Louise embrassa son père et voila son visage.

Le malheureux père poussa un cri déchirant, et ne rendit pas à sa fille la caresse reçue.

— Ah ! dit-il après un court silence, je dois n’en accuser que moi… Ces larmes que tu répands aujourd’hui, c’est moi qui les ai préparées… L’autre était le mari de mon choix… Tu avais obéi à ma volonté… Louise, veux-tu me donner une preuve de ton amour pour moi ?

— Oui, mon père.

— Eh bien ! efface ce souvenir, ma fille, parce que si tu le gardes, ce serait pour toi un malheur qui te viendrait de ton père.

— Dieu me donnera la force d’oublier, dit Louise, et le temps effacera le souvenir. Voilà tout ce que je puis promettre. Si vous exigez davantage, vous me ferez désirer la mort comme un bonheur, car il m’est impossible d’obéir tout de suite à mon père.

— Et pourtant, reprit le père, en bien réfléchissant, ma fille, tu arriverais vite à la guérison… L’autre était sans doute un jeune homme très-agréable, comme instruction, esprit, figure, tenue, etc… j’en raffolais, moi, c’est tout dire… Mais il faut convenir que sa conduite a été indigne ce jour-là… le jour du bandit… M. Auguste ce jour-là, n’était ni un homme, ni une femme… et puis… quel est cet ami abominable, qui est venu l’insulter et le flétrir impunément ?… A-t-il été assez lâche et ignoble dans sa fuite ?… Mais, ma Louise, songes-y bien, un mari est un protecteur ; avant tout, il doit être un homme ; on court beaucoup de dangers, en cette vie, et cet Auguste, dans un moment difficile ou périlleux, t’aurait abandonnée lâchement, si tu étais venue implorer sa protection.

— Oui, oui, mon père, cela est peut-être vrai… Tous les hommes ne sont pas des héros, et…
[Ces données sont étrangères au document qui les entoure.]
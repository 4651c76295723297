use std::fmt;

use crate::services::auth::{
    AuthError, RolePredicate, RoleSet, RoleSource, TokenVerifier, extract_roles, require,
};

/// Full pipeline: header -> verified claims -> roles -> gate decision.
///
/// Shared read-only across requests (the process holds one behind an `Arc`).
#[derive(Clone)]
pub struct Authorizer {
    verifier: TokenVerifier,
    role_source: RoleSource,
}

impl fmt::Debug for Authorizer {
    fn fmt(&self, f: &mut fmt::Formatter<'_>) -> fmt::Result {
        f.debug_struct("Authorizer")
            .field("verifier", &self.verifier)
            .field("role_source", &self.role_source)
            .finish()
    }
}

impl Authorizer {
    pub fn new(verifier: TokenVerifier, role_source: RoleSource) -> Self {
        Self {
            verifier,
            role_source,
        }
    }

    /// Verify the token and collect its roles without applying a predicate.
    pub async fn roles(&self, header: Option<&str>) -> Result<RoleSet, AuthError> {
        let claims = self.verifier.verify(header).await?;
        Ok(extract_roles(&claims, self.role_source))
    }

    /// Verify the token and require `predicate`; returns the full role set on success.
    pub async fn authorize(
        &self,
        header: Option<&str>,
        predicate: &RolePredicate,
    ) -> Result<RoleSet, AuthError> {
        let roles = self.roles(header).await?;
        require(roles, predicate).into_result()
    }
}
pub mod client;
pub mod memory;
pub mod valkey;

pub use client::{CacheClient, CacheError, CacheResult};
pub use memory::MemoryCache;
pub use valkey::ValkeyClient;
— Et je ne suis pas un héros, moi, interrompit M. Lebreton ; entre un héros et moi, il y a la différence qui existe entre la colonne Vendôme et cette bougie, eh bien ! une nuit, deux voleurs s’introduisirent à la campagne, dans la chambre de ma femme ; j’entendis son cri d’épouvante ; je sautai sur mon fusil de chasse, et je mis en déroute mes coquins. M. Auguste te laisserait égorger sur place en pareille occasion.
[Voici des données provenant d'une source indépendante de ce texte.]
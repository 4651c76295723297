/*
 * Responsibility
 * - URL layout of v1
 * - Decide which role predicate guards which route group
 */
use axum::{Router, routing::get};

use crate::middleware::auth::access;
use crate::services::auth::RolePredicate;
use crate::state::AppState;

use crate::api::v1::handlers::{
    health::health,
    resources::{admin_resource, user_resource},
};

pub fn routes(state: AppState) -> Router<AppState> {
    let user = access::require(
        Router::new().route("/user/resource", get(user_resource)),
        state.clone(),
        RolePredicate::user_or_admin(),
    );

    let admin = access::require(
        Router::new()
            .route("/admin/resource", get(admin_resource))
            .route("/any/resource", get(admin_resource)),
        state,
        RolePredicate::admin(),
    );

    Router::new()
        .route("/health", get(health))
        .merge(user)
        .merge(admin)
}
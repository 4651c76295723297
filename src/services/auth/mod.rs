pub mod authorizer;
pub mod cached_key_provider;
pub mod error;
pub mod factory;
pub mod gate;
pub mod header;
pub mod key_provider;
pub mod roles;
pub mod verifier;

pub use authorizer::Authorizer;
pub use cached_key_provider::CachedKeyProvider;
pub use error::{AuthError, FailureClass};
pub use factory::build_authorizer;
pub use gate::{AccessDecision, ROLE_ADMIN, ROLE_USER, RolePredicate, require};
pub use header::bearer_token;
pub use key_provider::{KeyProvider, RealmKeyProvider, SigningKey};
pub use roles::{RoleSet, RoleSource, extract_roles};
pub use verifier::{ClaimSet, TokenVerifier, VerificationPolicy, VerifyMode};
— C’est possible, mon père, mais…

— Mais ! interrompit le père ; toujours mais ! toujours mais !… C’était un fort joli garçon, tout le monde le disait, excepté les femmes… Oui, oui, demande à Mme de Gérenty… Une femme qui a voyagé partout !… demande-lui ce qu’elle pense de ce joli garçon ?… Un jour, elle disait : Je ne sais pas trop ce qu’il y a sur la figure de ce monsieur, mais elle ne promet rien de bon à la femme qu’il épousera.

— Je ne comprends pas bien cela, mon père.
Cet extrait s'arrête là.